Many people steer clear away from black tea because of its caffeine content. (A robust cup of black tea can have as much caffeine as a weak cup of coffee.) Green tea and white tea also contain some caffeine, but generally less. It's often the caffeine that drives people to choose herbal teas instead.

Free Recipe

Green Tea Rice with Salmon

Download PDF

Claudia's favourite herbs to make tea:


Also known as red bush tea, with a naturally sweet and earthy flavour. It's celebrated for its rich antioxidant content and potential benefits, such as promoting digestion, supporting skin health, and providing a caffeine-free alternative for those looking to enjoy a warm and soothing beverage.


This tea is well-known for its soothing properties. It's excellent for helping people relax and unwind, making it a wonderful choice for those dealing with stress or sleep issues.


Fennel tea is a post-meal treat known for its digestive benefits. It can help ease bloating and indigestion, making it a fantastic choice to promote better digestion after a hearty meal.


Peppermint tea is a soothing option, known for its ability to calm an upset stomach. It's great for relieving digestive discomfort, including gas and bloating, and can also help with headaches.


Ginger tea is a versatile choice with a range of benefits. Known for its anti-inflammatory and digestive properties, making it an excellent option for those dealing with nausea, motion sickness, or gastrointestinal discomfort.


Echinacea tea is often used to boost the immune system and help fend off colds and infections. It's a popular choice during the flu season.

Lemon Balm

Lemon balm tea has a refreshing citrus flavour and is known for its mood-lifting and stress-relieving properties. It can also aid digestion.

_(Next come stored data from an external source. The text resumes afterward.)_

//! # Repository Operations
//!
//! Everything the engine does to a working copy goes through the
//! [`GitOperations`] trait. [`DefaultGitOperations`] forwards to the `git`
//! command line (see [`crate::git`]); tests substitute a recording mock so
//! the state machine and the bootstrapper can be exercised without touching
//! real repositories.
//!
//! The configure hook is not a git command, but it runs inside the working
//! copy at well-defined points of the repository lifecycle, so it lives on
//! the same seam.

use std::path::Path;

use crate::error::Result;

/// Trait for repository operations - allows mocking in tests
pub trait GitOperations: Send + Sync {
    /// Whether `dir` is the top of a working copy.
    fn is_repo_root(&self, dir: &Path) -> Result<bool>;

    /// Clone `url` into `target` without checking out files. Relative URLs
    /// and targets are resolved against `cwd`.
    fn clone_no_checkout(&self, cwd: &Path, url: &str, target: &Path) -> Result<()>;

    /// Populate the working tree after a `--no-checkout` clone.
    fn checkout(&self, dir: &Path) -> Result<()>;

    fn checkout_branch(&self, dir: &Path, branch: &str) -> Result<()>;

    fn init(&self, dir: &Path) -> Result<()>;

    /// The URL of `origin`, `None` when the remote does not exist.
    fn origin_url(&self, dir: &Path) -> Result<Option<String>>;

    fn set_origin_url(&self, dir: &Path, url: &str) -> Result<()>;

    /// Add `origin` and fetch it.
    fn add_origin(&self, dir: &Path, url: &str) -> Result<()>;

    fn fetch_origin(&self, dir: &Path) -> Result<()>;

    fn remote_branches(&self, dir: &Path) -> Result<Vec<String>>;

    /// The branch `origin`'s HEAD points to.
    fn remote_default_branch(&self, dir: &Path) -> Result<String>;

    /// Run an operator-supplied git command.
    fn passthrough(&self, dir: &Path, args: &[String]) -> Result<()>;

    /// Run the configure hook with `media` as its argument and `env` added
    /// to its environment.
    fn run_config_cmd(
        &self,
        dir: &Path,
        command: &str,
        media: &str,
        env: &[(String, String)],
    ) -> Result<()>;
}

/// The default implementation of `GitOperations`, which uses the system's
/// `git` command and `sh`.
#[derive(Debug, Clone, Copy, Default)]
pub struct DefaultGitOperations;

impl GitOperations for DefaultGitOperations {
    fn is_repo_root(&self, dir: &Path) -> Result<bool> {
        crate::git::is_repo_root(dir)
    }

    fn clone_no_checkout(&self, cwd: &Path, url: &str, target: &Path) -> Result<()> {
        crate::git::clone_no_checkout(cwd, url, target)
    }

    fn checkout(&self, dir: &Path) -> Result<()> {
        crate::git::checkout(dir)
    }

    fn checkout_branch(&self, dir: &Path, branch: &str) -> Result<()> {
        crate::git::checkout_branch(dir, branch)
    }

    fn init(&self, dir: &Path) -> Result<()> {
        crate::git::init(dir)
    }

    fn origin_url(&self, dir: &Path) -> Result<Option<String>> {
        crate::git::origin_url(dir)
    }

    fn set_origin_url(&self, dir: &Path, url: &str) -> Result<()> {
        crate::git::set_origin_url(dir, url)
    }

    fn add_origin(&self, dir: &Path, url: &str) -> Result<()> {
        crate::git::add_origin(dir, url)
    }

    fn fetch_origin(&self, dir: &Path) -> Result<()> {
        crate::git::fetch_origin(dir)
    }

    fn remote_branches(&self, dir: &Path) -> Result<Vec<String>> {
        crate::git::remote_branches(dir)
    }

    fn remote_default_branch(&self, dir: &Path) -> Result<String> {
        crate::git::remote_default_branch(dir)
    }

    fn passthrough(&self, dir: &Path, args: &[String]) -> Result<()> {
        crate::git::passthrough(dir, args)
    }

    fn run_config_cmd(
        &self,
        dir: &Path,
        command: &str,
        media: &str,
        env: &[(String, String)],
    ) -> Result<()> {
        crate::git::run_config_cmd(dir, command, media, env)
    }
}

#[cfg(test)]
pub(crate) mod mock {
    use super::*;
    use crate::error::Error;
    use std::collections::{HashMap, HashSet};
    use std::path::PathBuf;
    use std::sync::{Arc, Mutex};

    /// Records every mutating call as a short string.
    #[derive(Default, Clone)]
    pub(crate) struct MockGitOperations {
        pub calls: Arc<Mutex<Vec<String>>>,
        pub repo_roots: Arc<Mutex<HashSet<PathBuf>>>,
        pub origins: Arc<Mutex<HashMap<PathBuf, String>>>,
        pub branches: Vec<String>,
        pub passthrough_code: Option<i32>,
    }

    impl MockGitOperations {
        pub fn new() -> Self {
            Self::default()
        }

        pub fn with_repo_root(self, dir: &Path) -> Self {
            self.repo_roots.lock().unwrap().insert(dir.to_path_buf());
            self
        }

        pub fn with_origin(self, dir: &Path, url: &str) -> Self {
            self.origins
                .lock()
                .unwrap()
                .insert(dir.to_path_buf(), url.to_string());
            self
        }

        pub fn with_branches(mut self, branches: &[&str]) -> Self {
            self.branches = branches.iter().map(|b| b.to_string()).collect();
            self
        }

        pub fn failing_passthrough(mut self, code: i32) -> Self {
            self.passthrough_code = Some(code);
            self
        }

        pub fn calls(&self) -> Vec<String> {
            self.calls.lock().unwrap().clone()
        }

        fn record(&self, call: String) {
            self.calls.lock().unwrap().push(call);
        }
    }

    impl GitOperations for MockGitOperations {
        fn is_repo_root(&self, dir: &Path) -> Result<bool> {
            Ok(self.repo_roots.lock().unwrap().contains(dir))
        }

        fn clone_no_checkout(&self, _cwd: &Path, url: &str, target: &Path) -> Result<()> {
            self.record(format!("clone {} {}", url, target.display()));
            std::fs::create_dir_all(target)?;
            self.repo_roots.lock().unwrap().insert(target.to_path_buf());
            Ok(())
        }

        fn checkout(&self, dir: &Path) -> Result<()> {
            self.record(format!("checkout {}", dir.display()));
            Ok(())
        }

        fn checkout_branch(&self, dir: &Path, branch: &str) -> Result<()> {
            self.record(format!("checkout {} {}", dir.display(), branch));
            Ok(())
        }

        fn init(&self, dir: &Path) -> Result<()> {
            self.record(format!("init {}", dir.display()));
            self.repo_roots.lock().unwrap().insert(dir.to_path_buf());
            Ok(())
        }

        fn origin_url(&self, dir: &Path) -> Result<Option<String>> {
            Ok(self.origins.lock().unwrap().get(dir).cloned())
        }

        fn set_origin_url(&self, dir: &Path, url: &str) -> Result<()> {
            self.record(format!("set-url {} {}", dir.display(), url));
            Ok(())
        }

        fn add_origin(&self, dir: &Path, url: &str) -> Result<()> {
            self.record(format!("add-origin {} {}", dir.display(), url));
            Ok(())
        }

        fn fetch_origin(&self, dir: &Path) -> Result<()> {
            self.record(format!("fetch {}", dir.display()));
            Ok(())
        }

        fn remote_branches(&self, _dir: &Path) -> Result<Vec<String>> {
            Ok(self.branches.clone())
        }

        fn remote_default_branch(&self, _dir: &Path) -> Result<String> {
            Ok(self
                .branches
                .first()
                .map(|b| b.trim_start_matches("origin/").to_string())
                .unwrap_or_default())
        }

        fn passthrough(&self, dir: &Path, args: &[String]) -> Result<()> {
            self.record(format!("git {} {}", dir.display(), args.join(" ")));
            match self.passthrough_code {
                Some(code) => Err(Error::Passthrough {
                    command: args.join(" "),
                    dir: dir.to_path_buf(),
                    code,
                }),
                None => Ok(()),
            }
        }

        fn run_config_cmd(
            &self,
            dir: &Path,
            command: &str,
            media: &str,
            _env: &[(String, String)],
        ) -> Result<()> {
            self.record(format!("configure {} {} {}", dir.display(), command, media));
            Ok(())
        }
    }
}
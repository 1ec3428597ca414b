//! Shared test utilities for E2E tests.
//!
//! ## Usage
//!
//! Add `mod common;` to your test file, then use the helpers:
//!
//! ```rust,ignore
//! mod common;
//! use common::prelude::*;
//!
//! #[test]
//! fn test_example() {
//!     let fixture = TestFixture::new()
//!         .with_conffile(conffiles::MINIMAL)
//!         .with_manifest("", "alpha\n");
//!     fixture.command().arg("list-lrel").assert().success();
//! }
//! ```

use assert_fs::prelude::*;
use std::path::Path;
use std::process::Command;

/// Re-export commonly used test dependencies for convenience.
pub mod prelude {
    #[allow(unused_imports)]
    pub use assert_cmd::cargo::cargo_bin_cmd;
    pub use assert_fs::prelude::*;
    #[allow(unused_imports)]
    pub use predicates::prelude::*;

    #[allow(unused_imports)]
    pub use super::conffiles;
    #[allow(unused_imports)]
    pub use super::{git_available, init_bare_remote};
    pub use super::TestFixture;
}

/// Common conffile contents.
#[allow(dead_code)]
pub mod conffiles {
    /// Names the manifest and nothing else.
    pub const MINIMAL: &str = "*LIST_FN*.grm.repos\n";

    /// Names the manifest and disables recursion.
    pub const NO_RECURSE: &str = "*LIST_FN*.grm.repos\n*OPT_RECURSE*\n";

    /// A conffile that forgets the manifest name.
    pub const WITHOUT_LIST_FN: &str = "# nothing here\n*OPT_RECURSE*1\n";
}

/// Name of the manifest used by every fixture.
pub const MANIFEST: &str = ".grm.repos";

/// Whether a `git` binary can be run.
#[allow(dead_code)]
pub fn git_available() -> bool {
    Command::new("git")
        .arg("--version")
        .output()
        .is_ok_and(|o| o.status.success())
}

#[allow(dead_code)]
fn git(dir: &Path, args: &[&str]) {
    let status = Command::new("git")
        .args(["-c", "user.name=grm", "-c", "user.email=grm@example.invalid"])
        .args(args)
        .current_dir(dir)
        .status()
        .expect("Failed to run git");
    assert!(status.success(), "git {:?} failed in {}", args, dir.display());
}

/// Create a bare repository at `bare` holding one commit with a README.
#[allow(dead_code)]
pub fn init_bare_remote(bare: &Path) {
    let seed = assert_fs::TempDir::new().expect("Failed to create temp directory");
    git(seed.path(), &["init", "-q"]);
    seed.child("README").write_str("seed\n").expect("Failed to write README");
    git(seed.path(), &["add", "README"]);
    git(seed.path(), &["commit", "-q", "-m", "seed"]);

    std::fs::create_dir_all(bare.parent().expect("bare path has a parent"))
        .expect("Failed to create remote root");
    let bare = bare.to_str().expect("temp paths are UTF-8");
    git(seed.path(), &["clone", "-q", "--bare", ".", bare]);
}

/// A temporary tree with a conffile and manifests.
pub struct TestFixture {
    temp_dir: assert_fs::TempDir,
}

impl TestFixture {
    /// Create a new test fixture with an empty temporary directory.
    pub fn new() -> Self {
        Self {
            temp_dir: assert_fs::TempDir::new().expect("Failed to create temp directory"),
        }
    }

    /// Add a `.grm.conf` with the given content at the root.
    pub fn with_conffile(self, content: &str) -> Self {
        self.with_file(".grm.conf", content)
    }

    /// Add a manifest in `dir` (relative to the root, `""` for the root).
    pub fn with_manifest(self, dir: &str, content: &str) -> Self {
        let path = if dir.is_empty() {
            MANIFEST.to_string()
        } else {
            format!("{}/{}", dir, MANIFEST)
        };
        self.with_file(&path, content)
    }

    /// Add a file with the given path and content.
    pub fn with_file(self, path: &str, content: &str) -> Self {
        self.temp_dir
            .child(path)
            .write_str(content)
            .expect("Failed to write file");
        self
    }

    /// Add an empty directory.
    #[allow(dead_code)]
    pub fn with_dir(self, path: &str) -> Self {
        self.temp_dir
            .child(path)
            .create_dir_all()
            .expect("Failed to create directory");
        self
    }

    /// Get the path to the temporary directory.
    pub fn path(&self) -> &Path {
        self.temp_dir.path()
    }

    /// Create a child path in the temp directory.
    #[allow(dead_code)]
    pub fn child(&self, path: &str) -> assert_fs::fixture::ChildPath {
        self.temp_dir.child(path)
    }
}

impl Default for TestFixture {
    fn default() -> Self {
        Self::new()
    }
}

impl TestFixture {
    /// A `grm` command run at the root, with no `GRM_*` settings leaking in
    /// from the environment running the tests.
    pub fn command(&self) -> assert_cmd::Command {
        self.command_in("")
    }

    /// A `grm` command run in `dir`, relative to the root.
    pub fn command_in(&self, dir: &str) -> assert_cmd::Command {
        let mut cmd = assert_cmd::cargo::cargo_bin_cmd!("grm");
        cmd.current_dir(self.path().join(dir));
        scrub_env(&mut cmd);
        cmd.args(["--color", "never"]);
        cmd
    }

    /// A `grm-bootstrap` command run at the root.
    #[allow(dead_code)]
    pub fn bootstrap_command(&self) -> assert_cmd::Command {
        let mut cmd = assert_cmd::cargo::cargo_bin_cmd!("grm-bootstrap");
        cmd.current_dir(self.path());
        scrub_env(&mut cmd);
        cmd.args(["--color", "never"]);
        cmd
    }
}

fn scrub_env(cmd: &mut assert_cmd::Command) {
    for (name, _) in std::env::vars() {
        if name.starts_with("GRM_") {
            cmd.env_remove(name);
        }
    }
}

#[cfg(test)]
mod tests {
    use super::*;

    #[test]
    fn test_fixture_creates_temp_dir() {
        let fixture = TestFixture::new();
        assert!(fixture.path().exists());
    }

    #[test]
    fn test_fixture_with_nested_manifest() {
        let fixture = TestFixture::new().with_manifest("sub/deeper", "x\n");
        assert!(fixture.path().join("sub/deeper/.grm.repos").is_file());
    }
}
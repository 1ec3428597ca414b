//! # grm
//!
//! This library keeps a tree of Git working copies in line with the
//! manifests that describe it. It is used by the `grm` and `grm-bootstrap`
//! command-line tools.
//!
//! ## Quick Example
//!
//! ```
//! use grm::manifest::{ManifestLine, Tokenizer};
//!
//! let tokenizer = Tokenizer::default();
//! let line = tokenizer.parse_line("tools/grm.git * grm  # the manager").unwrap();
//!
//! match line {
//!     Some(ManifestLine::Entry(entry)) => {
//!         assert_eq!(entry.remote_rel, "tools/grm.git");
//!         assert_eq!(entry.local_rel, "grm");
//!         assert_eq!(entry.media_rel, "grm");
//!     }
//!     other => panic!("unexpected {:?}", other),
//! }
//! ```
//!
//! ## Core Concepts
//!
//! - **Manifests (`manifest`)**: `*`-separated lines naming a remote path,
//!   a local path and a media path, or assigning a configuration value.
//! - **Configuration (`config`)**: A layered snapshot built from defaults,
//!   `GRM_*` variables, the `.grm.conf` conffile and manifest assignments.
//!   It is serialized in manifest syntax to hand a sub-tree to a worker.
//! - **Modes (`mode`)**: The command-line operation, expanded into the
//!   primitive flags the rest of the engine reads.
//! - **Entries (`state`)**: Each entry's local path is observed and a
//!   decision taken: clone, update, bootstrap, or report.
//! - **Remotes (`remote`, `bootstrap`)**: URL construction and creation of
//!   new remote repositories from a template.
//! - **Recursion (`walker`, `orchestrator`)**: Nested manifests below the
//!   invocation directory are processed as sub-trees.

pub mod bootstrap;
pub mod config;
pub mod defaults;
pub mod error;
pub mod git;
pub mod manifest;
pub mod mode;
pub mod orchestrator;
pub mod output;
pub mod path;
pub mod remote;
pub mod repository;
pub mod state;
pub mod walker;

#[cfg(test)]
mod path_proptest;
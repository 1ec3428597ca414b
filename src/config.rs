//! # Configuration Snapshots
//!
//! Configuration is a flat mapping from uppercase keys to string or boolean
//! values. A [`ConfigSnapshot`] is seeded in layers, later layers overriding
//! earlier ones:
//!
//! 1. built-in defaults ([`ConfigSnapshot::defaults`]);
//! 2. `GRM_<KEY>` process environment variables ([`ConfigSnapshot::overlay_env`]);
//! 3. the root configuration, either the `.grm.conf` conffile found above
//!    the invocation directory ([`ConfigSnapshot::load_conffile`]) or the
//!    serialized snapshot a parent process streams to a sub-tree worker
//!    ([`ConfigSnapshot::read_stream`]);
//! 4. assignment lines of the manifest being processed ([`ConfigSnapshot::assign`]);
//! 5. the `MODE_*` flags of the selected mode ([`ConfigSnapshot::with_mode`]).
//!
//! ## Key classes
//!
//! Keys fall into four classes (see [`KeyClass`]). Path roots and mode flags
//! describe a single process's position and intent, so they are dropped
//! whenever a snapshot crosses a process boundary ([`ConfigSnapshot::redacted`],
//! [`ConfigSnapshot::derive_child`]).

use std::collections::BTreeMap;
use std::io::BufRead;
use std::path::{Path, PathBuf};

use log::{debug, warn};

use crate::defaults::{keys, CONFFILE_NAME, DEFAULT_SEPARATOR, ENV_PREFIX};
use crate::error::{Error, ManifestError, Result};
use crate::manifest::{ManifestLine, Tokenizer};
use crate::mode::Mode;
use crate::path::join_prefix;

/// A configuration value.
#[derive(Debug, Clone, PartialEq, Eq)]
pub enum ConfigValue {
    Str(String),
    Bool(bool),
}

impl ConfigValue {
    /// The value as it is written to manifests and the environment.
    ///
    /// Booleans serialize as `1` and the empty string.
    pub fn as_str(&self) -> &str {
        match self {
            ConfigValue::Str(s) => s,
            ConfigValue::Bool(true) => "1",
            ConfigValue::Bool(false) => "",
        }
    }

    /// Truthiness: booleans as-is, strings when non-empty.
    pub fn is_true(&self) -> bool {
        match self {
            ConfigValue::Str(s) => !s.is_empty(),
            ConfigValue::Bool(b) => *b,
        }
    }
}

/// How a key behaves across layers and process boundaries.
#[derive(Debug, Clone, Copy, PartialEq, Eq)]
pub enum KeyClass {
    /// `REMOTE_DIR`, `LOCAL_DIR`, `GM_DIR`
    PathRoot,
    /// `MODE_*`
    Mode,
    /// `OPT_*`, coerced to booleans
    Option,
    /// Everything else
    Setting,
}

impl KeyClass {
    pub fn of(key: &str) -> Self {
        if keys::PATH_ROOTS.contains(&key) {
            KeyClass::PathRoot
        } else if key.starts_with("MODE_") {
            KeyClass::Mode
        } else if key.starts_with("OPT_") {
            KeyClass::Option
        } else {
            KeyClass::Setting
        }
    }

    /// Whether keys of this class are dropped at process boundaries.
    pub fn is_redacted(&self) -> bool {
        matches!(self, KeyClass::PathRoot | KeyClass::Mode)
    }
}

/// An immutable-by-convention set of configuration values.
#[derive(Debug, Clone, Default, PartialEq, Eq)]
pub struct ConfigSnapshot {
    values: BTreeMap<String, ConfigValue>,
}

impl ConfigSnapshot {
    /// Built-in defaults: recursion enabled, `*` as separator.
    pub fn defaults() -> Self {
        let mut values = BTreeMap::new();
        values.insert(keys::OPT_RECURSE.to_string(), ConfigValue::Bool(true));
        values.insert(
            keys::LIST_SEP.to_string(),
            ConfigValue::Str(DEFAULT_SEPARATOR.to_string()),
        );
        Self { values }
    }

    /// Overlay `GRM_<KEY>` variables. Path roots and mode flags are never
    /// taken from the environment.
    pub fn overlay_env<I, K, V>(mut self, vars: I) -> Self
    where
        I: IntoIterator<Item = (K, V)>,
        K: AsRef<str>,
        V: AsRef<str>,
    {
        for (name, value) in vars {
            let Some(key) = name.as_ref().strip_prefix(ENV_PREFIX) else {
                continue;
            };
            if key.is_empty() || KeyClass::of(key).is_redacted() {
                continue;
            }
            self.set(key, value.as_ref());
        }
        self
    }

    /// Defaults overlaid with the current process environment.
    pub fn from_process_env() -> Self {
        Self::defaults().overlay_env(std::env::vars())
    }

    /// Merge the assignments of a conffile.
    pub fn load_conffile(self, path: &Path) -> Result<Self> {
        debug!("Loading configuration from {}", path.display());
        let file = std::fs::File::open(path)?;
        let tokenizer = self.tokenizer()?;
        self.merge_assignments(
            std::io::BufReader::new(file),
            &path.display().to_string(),
            tokenizer,
        )
    }

    /// Merge a snapshot serialized by [`ConfigSnapshot::to_stream`].
    ///
    /// The whole stream is consumed before returning.
    pub fn read_stream<R: BufRead>(self, reader: R) -> Result<Self> {
        self.merge_assignments(reader, "<stdin>", Tokenizer::default())
    }

    fn merge_assignments<R: BufRead>(
        mut self,
        reader: R,
        source_name: &str,
        mut tokenizer: Tokenizer,
    ) -> Result<Self> {
        for (index, line) in reader.lines().enumerate() {
            let line = line?;
            let parse_error = |source| Error::Manifest {
                source_name: source_name.to_string(),
                line: index + 1,
                source,
            };

            match tokenizer.parse_line(&line).map_err(parse_error)? {
                None => {}
                Some(ManifestLine::Assignment { key, value }) => {
                    self.assign(&key, &value);
                    if key == keys::LIST_SEP {
                        tokenizer = self.tokenizer()?;
                    }
                }
                Some(ManifestLine::Entry(_)) => {
                    return Err(parse_error(ManifestError::UnexpectedEntry));
                }
            }
        }
        Ok(self)
    }

    /// Apply an assignment read from a conffile or manifest.
    ///
    /// `MODE_*` keys are owned by the command line and are ignored here.
    pub fn assign(&mut self, key: &str, value: &str) {
        if KeyClass::of(key) == KeyClass::Mode {
            warn!("Ignoring assignment to {} (modes are set on the command line)", key);
            return;
        }
        self.set(key, value);
    }

    fn set(&mut self, key: &str, value: &str) {
        let value = match KeyClass::of(key) {
            KeyClass::Option | KeyClass::Mode => ConfigValue::Bool(!value.is_empty()),
            KeyClass::PathRoot | KeyClass::Setting => ConfigValue::Str(value.to_string()),
        };
        self.values.insert(key.to_string(), value);
    }

    /// Builder-style string assignment, bypassing the mode guard.
    pub fn with_value(mut self, key: &str, value: &str) -> Self {
        self.set(key, value);
        self
    }

    /// Builder-style boolean assignment.
    pub fn with_flag(mut self, key: &str, on: bool) -> Self {
        self.values.insert(key.to_string(), ConfigValue::Bool(on));
        self
    }

    /// Replace every `MODE_*` flag with those of `mode`.
    pub fn with_mode(mut self, mode: Mode) -> Self {
        self.values.retain(|k, _| KeyClass::of(k) != KeyClass::Mode);
        for key in mode.flags() {
            self.values.insert(key.to_string(), ConfigValue::Bool(true));
        }
        self
    }

    /// A copy without path roots and mode flags.
    pub fn redacted(&self) -> Self {
        let values = self
            .values
            .iter()
            .filter(|(k, _)| !KeyClass::of(k).is_redacted())
            .map(|(k, v)| (k.clone(), v.clone()))
            .collect();
        Self { values }
    }

    /// The snapshot handed to a sub-tree rooted `rel` below this one.
    pub fn derive_child(&self, rel: &str) -> Self {
        let prefix = join_prefix(self.str_or_empty(keys::RECURSE_PREFIX), rel);
        let mut child = self.redacted();
        child.set(keys::RECURSE_PREFIX, &prefix);
        child
    }

    pub fn get(&self, key: &str) -> Option<&ConfigValue> {
        self.values.get(key)
    }

    pub fn get_str(&self, key: &str) -> Option<&str> {
        self.values.get(key).map(ConfigValue::as_str)
    }

    /// The value of `key`, or the empty string when undefined.
    pub fn str_or_empty(&self, key: &str) -> &str {
        self.get_str(key).unwrap_or_default()
    }

    pub fn is_defined(&self, key: &str) -> bool {
        self.values.contains_key(key)
    }

    /// Truthiness of `key`; undefined keys are false.
    pub fn flag(&self, key: &str) -> bool {
        self.values.get(key).is_some_and(ConfigValue::is_true)
    }

    pub fn keys(&self) -> impl Iterator<Item = &str> {
        self.values.keys().map(String::as_str)
    }

    /// The manifest file name. Required before any manifest is read.
    pub fn list_fn(&self) -> Result<&str> {
        match self.get_str(keys::LIST_FN) {
            Some(name) if !name.is_empty() => Ok(name),
            _ => Err(Error::Config {
                message: format!("{} is not set", keys::LIST_FN),
                hint: Some(format!(
                    "Add '* {} * <manifest file name>' to {} or export {}{}",
                    keys::LIST_FN,
                    CONFFILE_NAME,
                    ENV_PREFIX,
                    keys::LIST_FN
                )),
            }),
        }
    }

    /// The tokenizer for the configured `LIST_SEP`.
    pub fn tokenizer(&self) -> Result<Tokenizer> {
        let raw = self.str_or_empty(keys::LIST_SEP);
        let mut chars = raw.chars();
        match (chars.next(), chars.next()) {
            (None, _) => Ok(Tokenizer::default()),
            (Some(c), None) if c != '\\' && c != '#' && !c.is_whitespace() => {
                Ok(Tokenizer::new(c))
            }
            _ => Err(Error::Config {
                message: format!("{} must be a single character, got '{}'", keys::LIST_SEP, raw),
                hint: Some("Backslash, '#' and whitespace cannot be used as separators".to_string()),
            }),
        }
    }

    /// Serialize as assignment lines readable by [`ConfigSnapshot::read_stream`].
    ///
    /// The separator line comes first and is always written with the default
    /// separator, so a reader never needs to know it in advance.
    pub fn to_stream(&self) -> Result<String> {
        let tokenizer = self.tokenizer()?;
        let mut out = Tokenizer::default().assignment_line(
            keys::LIST_SEP,
            &tokenizer.separator().to_string(),
        );
        out.push('\n');

        for (key, value) in &self.values {
            if key == keys::LIST_SEP {
                continue;
            }
            out.push_str(&tokenizer.assignment_line(key, value.as_str()));
            out.push('\n');
        }
        Ok(out)
    }

    /// The redacted snapshot as `GRM_*` environment variables.
    pub fn env_vars(&self) -> Vec<(String, String)> {
        self.redacted()
            .values
            .iter()
            .map(|(k, v)| (format!("{}{}", ENV_PREFIX, k), v.as_str().to_string()))
            .collect()
    }
}

/// Find the conffile in `start` or the nearest ancestor holding one.
pub fn find_conffile(start: &Path) -> Result<PathBuf> {
    start
        .ancestors()
        .map(|dir| dir.join(CONFFILE_NAME))
        .find(|candidate| candidate.is_file())
        .ok_or_else(|| Error::Config {
            message: format!(
                "No {} found in {} or any parent directory",
                CONFFILE_NAME,
                start.display()
            ),
            hint: Some(format!(
                "Create {} at the root of the managed tree",
                CONFFILE_NAME
            )),
        })
}

/// Find the directory holding the manifest nearest to `start`.
pub fn find_manifest_dir(start: &Path, list_fn: &str) -> Result<PathBuf> {
    start
        .ancestors()
        .find(|dir| dir.join(list_fn).is_file())
        .map(Path::to_path_buf)
        .ok_or_else(|| Error::ManifestNotFound {
            list_fn: list_fn.to_string(),
            start: start.to_path_buf(),
        })
}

Nettle tea is packed with nutrients and is often used to alleviate allergy symptoms, reduce inflammation, and support overall wellness.


Hibiscus tea is not only visually appealing with its vibrant red colour but is also rich in antioxidants. It may help lower blood pressure and improve heart health.


Chai tea is a blend of various spices like cinnamon, cardamom, and cloves, making it a warming and aromatic choice. It can aid digestion and boost circulation.


Lemongrass tea has a fresh and citrusy flavour and is often enjoyed for its calming and digestive benefits.


Dandelion tea is known for its potential to support liver health and aid with detoxification. It can also have mild diuretic properties.

Tea is more than just a comforting beverage; it's a source of natural medicine that can enhance our physical and mental well-being.

Whether you're sipping on green tea for its antioxidant powers, ginger tea for digestive comfort, or chamomile tea for a peaceful night's sleep, you're tapping into the incredible health benefits these teas offer. As one anonymous tea quote states: “With a cup of tea in your hand, anything is possible.”